A fake moustache or false moustache is an item of prosthetic make-up. Fake moustaches are made in a variety of ways, but usually require a form of adhesive to affix the moustache to the wearer's face.

== History ==
The use of false facial hair dates back to antiquity. In Ancient Egypt, most men were clean-shaven (real facial hair being a signifier of low social status). Pharaohs, however, often wore elaborate false metal beards, linking them with Osiris, the god of the afterlife. In Ancient Greece, Aristophanes referenced false facial hair in his play Assemblywomen, in which the women of Athens disguise themselves as men using false beards.
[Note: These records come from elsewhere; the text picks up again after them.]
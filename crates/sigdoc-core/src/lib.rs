//! Sigdoc Core - signature rendering for multi-platform API documentation
//!
//! This crate provides:
//! - Model: resolved declarations whose attributes may differ per platform
//! - Platform: grouping of per-platform values
//! - Content: the factory interface and the default content tree
//! - Signature: Kotlin and Java signature providers
//! - Config: per-dialect rendering conventions loaded from TOML

/// Library version
pub const VERSION: &str = env!("CARGO_PKG_VERSION");

/// Declaration model - classes, functions, properties, type expressions
pub mod model;

/// Platform grouping of per-platform attribute values
pub mod platform;

/// Content tree building
pub mod content;

/// Signature providers for both dialects
pub mod signature;

/// Rendering conventions and their TOML form
pub mod config;

/// Test utilities - helpers for building and flattening signatures
pub mod testutil;

/// Convenience re-export of the model root types
pub use model::{Declaration, ModelError, ModelFile, Platform, PlatformMap, PlatformSet, SymbolId};

/// Convenience re-export of content types
pub use content::{ContentFactory, ContentKind, ContentNode, ContentTree, Emitter, TextStyle};

/// Convenience re-export of providers
pub use signature::{Dialect, JavaSignatureProvider, KotlinSignatureProvider, SignatureProvider};

/// Convenience re-export of configuration
pub use config::{ConfigError, DialectConfig, SignatureConfig};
False facial hair has been used as a disguise for thousands of years. In particular, women throughout history have used false facial hair to disguise themselves as men, often to gain access to freedoms they were denied as women.

False facial hair has also been used for theater and performance since at least the early modern period. Boy players would often wear false facial hair to appear older onstage.

In the 19th century, fake moustaches held associations with deception and criminality. Lewis Powell, one of the conspirators in the Lincoln assassination plot, carried with him a fake moustache during his assassination attempt on William H. Seward. A key witness, Louis J. Weichmann, commented that he "thought no honest person had a reason to wear a false mustache".

Despite these perceptions, false facial hair was worn for aesthetic reasons during the Victorian era, as facial hair was particularly fashionable during this period.

In the mid-20th century, fake mustaches were sold commercially. The New York Herald Tribune reported in 1963 that customers were primarily "young boys for fun or to 'virilize' themselves" as well as "wives who give them to their husbands".

During the 2010s, fake moustaches surged in popularity, as a humorous, ironic, and retro motif.

== Cultural significance ==
In many forms of popular media, the use of a fake moustache as an unconvincing disguise is a commonly used trope. The "disguised face" emoji (🥸) features a fake moustache, as well as a pair of glasses.

Drawn-on fake moustaches are deployed humorously in graffiti and other artistic means. Marcel Duchamp's artwork L.H.O.O.Q. depicts the Mona Lisa with a moustache. In the 1946 cartoon Daffy Doodles, Daffy Duck draws fake moustaches on everyone he sees.

Many iconic moustaches in popular media have been prosthetic: Charlie Chaplin, Groucho Marx, and David Suchet (as Hercule Poirot) all wore fake moustaches. Marx's moustache, in particular, has gained prominence as the namesake of groucho glasses, novelty glasses with a fake moustache attached.